In 2007, Costantini et al. reported transient dual enzymatic machinery acting both in the ER and Golgi apparatus. In particular, they have reported that membrane protein β-site APP cleaving enzyme 1 (BACE1), an aspartic-acid protease that processes amyloid precursor protein involved in the pathogenesis of Alzheimer’s disease, is acetylated and deacetylated in seven different residues both in the ER and Golgi apparatus, respectively [114]. Subsequent proteomic studies have assessed the ER acetylome, and predicted wide-ranging biological implications of this pathway [115]. The list of ER-resident proteins includes chaperones and enzymes involved with PTM and folding. After that, many membrane and secreted proteins were reported to undergo transient lysine acetylation in the ER lumen [115-117]. This implies not only the presence of KATs in this cellular compartment but also an ER import system for acetyl-CoA. To date, ER acetylation has been found to be catalyzed by two different ER-based KATs, which were named AT-1 (also known as camello-like 2 and N-acetyltransferase 8B) and AT-2 (also known as camello-like 1 and N-acetyltransferase 8), both members of the camello family, which belongs to the GNAT superfamily [118]. Recently, AT-1 and consequently ER acetylation were genetically modified in vivo [119]. Importantly, the overexpression of AT-1 per se does not cause acetylation of proteins that are normally non-acetylated [117]. Targeting AT-1 function in mice leads to the appearance of neurodegenerative features, inflammation and cancer [119]. In conclusion, what was once a cytosolic and nuclear event now appears to be an essential component of mitochondria and ER functions as well.

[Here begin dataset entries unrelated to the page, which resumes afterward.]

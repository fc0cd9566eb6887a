use std::collections::BTreeMap;

use crate::{BggError, Result, Value};

/// Read-only view over one field map.
///
/// Fields are looked up by name; there is no way to change them once the
/// record is built.
#[derive(Clone, Debug, Default, PartialEq)]
pub struct Record {
    data: BTreeMap<String, Value>,
}

impl Record {
    pub fn new(data: BTreeMap<String, Value>) -> Self {
        Self { data }
    }

    /// Returns a field by name.
    pub fn get(&self, name: &str) -> Option<&Value> {
        self.data.get(name)
    }

    /// Returns a field by name, failing with
    /// [`BggError::AttributeNotFound`] when it is absent.
    pub fn attr(&self, name: &str) -> Result<&Value> {
        self.get(name)
            .ok_or_else(|| BggError::AttributeNotFound(name.to_owned()))
    }

    pub fn contains(&self, name: &str) -> bool {
        self.data.contains_key(name)
    }

    /// Returns an integer field by name.
    pub fn get_i64(&self, name: &str) -> Option<i64> {
        match self.get(name)? {
            Value::Integer(value) => Some(*value),
            _ => None,
        }
    }

    /// Returns a float field by name. Integers are widened.
    pub fn get_f64(&self, name: &str) -> Option<f64> {
        match self.get(name)? {
            Value::Float(value) => Some(*value),
            Value::Integer(value) => Some(*value as f64),
            _ => None,
        }
    }

    pub fn get_str(&self, name: &str) -> Option<&str> {
        match self.get(name)? {
            Value::Text(value) => Some(value.as_str()),
            _ => None,
        }
    }

    pub fn get_bool(&self, name: &str) -> Option<bool> {
        match self.get(name)? {
            Value::Bool(value) => Some(*value),
            _ => None,
        }
    }

    pub fn get_list(&self, name: &str) -> Option<&[Value]> {
        match self.get(name)? {
            Value::List(values) => Some(values.as_slice()),
            _ => None,
        }
    }

    /// The backing field map, for dumping or debugging.
    pub fn data(&self) -> &BTreeMap<String, Value> {
        &self.data
    }

    pub fn to_json(&self) -> Result<String> {
        serde_json::to_string(&self.data)
            .map_err(|err| BggError::InvalidData(format!("cannot serialize record: {err}")))
    }

    pub(crate) fn data_mut(&mut self) -> &mut BTreeMap<String, Value> {
        &mut self.data
    }
}

impl<K: Into<String>> FromIterator<(K, Value)> for Record {
    fn from_iter<I: IntoIterator<Item = (K, Value)>>(iter: I) -> Self {
        Self::new(iter.into_iter().map(|(k, v)| (k.into(), v)).collect())
    }
}
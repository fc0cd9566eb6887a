use std::time::Duration;

use bgg_http::{BggClient, BggError, FetchOptions};

fn live_username() -> Option<String> {
    std::env::var("BGG_LIVE_USERNAME")
        .ok()
        .filter(|value| !value.trim().is_empty())
}

#[tokio::test]
async fn live_collection_roundtrip() {
    let Some(username) = live_username() else {
        eprintln!("skipping live test: BGG_LIVE_USERNAME is not set");
        return;
    };

    let client = BggClient::with_cache_uri("memory:///?ttl=300")
        .expect("memory cache must build")
        .with_options(
            FetchOptions::default()
                .with_timeout(Duration::from_secs(20))
                .with_retries(5),
        );

    let collection = match client.collection(&username).await {
        Ok(collection) => collection,
        Err(BggError::RetryableRequest { .. }) => {
            eprintln!("skipping live test: collection is still being prepared");
            return;
        }
        Err(err) => panic!("live collection fetch failed: {err}"),
    };

    assert_eq!(collection.owner(), Some(username.as_str()));
    assert_eq!(collection.iter().count(), collection.len());
    for game in &collection {
        assert!(game.get_i64("id").is_some());
    }
}
//! Helpers reading scalar and list fields off a parsed [`XmlNode`].
//!
//! All three functions share the same contract:
//!
//! - a missing `node` or an empty `child` name returns `Ok(None)` without
//!   looking at the defaults;
//! - a missing child element or missing value yields `options.default`;
//! - a failing `convert` yields `options.default` when `options.quiet` is
//!   set, and propagates the converter's error otherwise.

use std::convert::Infallible;

use crate::XmlNode;

/// Lookup options shared by [`attr_of`], [`attr_list_of`] and [`text_of`].
#[derive(Clone, Debug, PartialEq)]
pub struct ExtractOptions<'a, T> {
    /// Attribute to read. Ignored by [`text_of`].
    pub attribute: &'a str,
    pub default: Option<T>,
    pub quiet: bool,
}

impl<T> Default for ExtractOptions<'_, T> {
    fn default() -> Self {
        Self {
            attribute: "value",
            default: None,
            quiet: false,
        }
    }
}

impl<'a, T> ExtractOptions<'a, T> {
    pub fn attribute(mut self, attribute: &'a str) -> Self {
        self.attribute = attribute;
        self
    }

    pub fn default_value(mut self, default: T) -> Self {
        self.default = Some(default);
        self
    }

    pub fn quiet(mut self) -> Self {
        self.quiet = true;
        self
    }
}

/// Identity converter for fields read as plain strings.
pub fn as_string(value: &str) -> Result<String, Infallible> {
    Ok(value.to_owned())
}

/// Reads `attribute` of the first `child` element of `node`.
///
/// For `<node><child value="THIS"/></node>` this returns `"THIS"`.
pub fn attr_of<T, E, F>(
    node: Option<&XmlNode>,
    child: &str,
    convert: F,
    options: ExtractOptions<'_, T>,
) -> Result<Option<T>, E>
where
    T: Clone,
    F: Fn(&str) -> Result<T, E>,
{
    let Some(node) = node.filter(|_| !child.is_empty()) else {
        return Ok(None);
    };
    let raw = node.find(child).and_then(|el| el.attr(options.attribute));
    convert_or_default(raw, &convert, &options)
}

/// Reads `attribute` from every `child` element of `node`, in document order.
///
/// Elements missing the attribute contribute `options.default`.
pub fn attr_list_of<T, E, F>(
    node: Option<&XmlNode>,
    child: &str,
    convert: F,
    options: ExtractOptions<'_, T>,
) -> Result<Option<Vec<Option<T>>>, E>
where
    T: Clone,
    F: Fn(&str) -> Result<T, E>,
{
    let Some(node) = node.filter(|_| !child.is_empty()) else {
        return Ok(None);
    };
    node.find_all(child)
        .map(|el| convert_or_default(el.attr(options.attribute), &convert, &options))
        .collect::<Result<Vec<_>, E>>()
        .map(Some)
}

/// Reads the text of the first `child` element of `node`.
pub fn text_of<T, E, F>(
    node: Option<&XmlNode>,
    child: &str,
    convert: F,
    options: ExtractOptions<'_, T>,
) -> Result<Option<T>, E>
where
    T: Clone,
    F: Fn(&str) -> Result<T, E>,
{
    let Some(node) = node.filter(|_| !child.is_empty()) else {
        return Ok(None);
    };
    let raw = node.find(child).and_then(XmlNode::text);
    convert_or_default(raw, &convert, &options)
}

fn convert_or_default<T, E, F>(
    raw: Option<&str>,
    convert: &F,
    options: &ExtractOptions<'_, T>,
) -> Result<Option<T>, E>
where
    T: Clone,
    F: Fn(&str) -> Result<T, E>,
{
    match raw {
        None => Ok(options.default.clone()),
        Some(raw) => match convert(raw) {
            Ok(value) => Ok(Some(value)),
            Err(_) if options.quiet => Ok(options.default.clone()),
            Err(err) => Err(err),
        },
    }
}
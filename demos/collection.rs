use bgg_http::{BggClient, BggError};
use tracing_subscriber::EnvFilter;

#[tokio::main]
async fn main() -> anyhow::Result<()> {
    tracing_subscriber::fmt()
        .with_env_filter(EnvFilter::from_default_env())
        .init();

    let username = std::env::args()
        .nth(1)
        .ok_or_else(|| anyhow::anyhow!("usage: collection <username>"))?;
    let client = BggClient::from_env()?;

    // The API may keep answering 202 beyond the retry budget for large
    // collections; asking again later with a fresh budget is the way out.
    let collection = loop {
        match client.collection(&username).await {
            Err(err @ BggError::RetryableRequest { .. }) => {
                eprintln!("{err}, asking again");
            }
            other => break other?,
        }
    };

    println!("{collection}");
    for game in &collection {
        println!(
            "{:>8}  {}  ({})",
            game.get_i64("id").unwrap_or_default(),
            game.get_str("name").unwrap_or("?"),
            game.get_i64("yearpublished")
                .map_or_else(|| "n/a".to_owned(), |year| year.to_string()),
        );
    }

    Ok(())
}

Small molecule modulators of KATs as cancer therapeutics

The discovery of protein acetylation has led to the identification of many novel epigenetic drug targets. The first Food and Drug Administration-approved acetylation-modifying agent was the HDAC inhibitor vorinostat (also known as suberanilohydroxamic acid (SAHA)), initially identified as an agent inducing the differentiation of tumor cells in vitro. To date, other 3 HDACi (romidepsin, belinostat, and panobinostat) have been approved for cancer treatment and many other HDACi are currently used in clinical trials [120]. By contrast, the area of identifying KAT inhibitors (KATi) is not as well explored as HDACi (Table 2).

Table 2: Involvement of Lysine acetyltransferases (KATs) in cancer

KATs

Cancer Type

Alteration

Oncogene or tumor suppressor

Ref.

p300/CBP

Lung, colon, breast and ovarian cancers

mutation

tumor suppressor

[8-10]

Hepato, colorectal, oral, breast, ovarian, gastric cancers and glioblastomas

loss of heterozygosity

or deletion

tumor suppressor

[12, 13]

Prostate cancers

overexpression

oncogene

[5, 17, 18]

Haematological malignancies

chromosome translocations

oncogene

[19, 20]

GCN5

Glioma, colon and lung cancers

overexpression

oncogene

[25, 30]

PCAF

Hepato, ovarian, gastric and esophageal cancers

deletion

tumor suppressor

[33]

Tip60

Head and neck, breast cancers and lymphomas

mutation

tumor suppressor

[51]

Prostate cancer

overexpression

oncogene

[53]

MOF

Breast, renal cell colorectal, gastric, ovarian, and hepato cancers,

medulloblastoma

deletion

tumor suppressor

[60]

Lung cancer

overexpression

oncogene

[65]

MOZ/MORF

Haematological malignancy

chromosome translocations

oncogene

[19, 20]

Acute leukemia

chromosome translocations

oncogene

[70]

MORF

Lung cancer

deletion

tumor suppressor

[72]

The first KATi specific for p300 (Lys-CoA) and for PCAF (H3-CoA-20) were reported in 2000 [121]. The major drawback of these compounds is that they are cell impermeable, thus greatly restricting their utility. In 2005, Zheng and collaborators synthesized the first potent and selective KATi which is effective in live cells, by linking Lys-CoA and H3-CoA-20 to a cell permeabilizing ‘tat’ peptide [122].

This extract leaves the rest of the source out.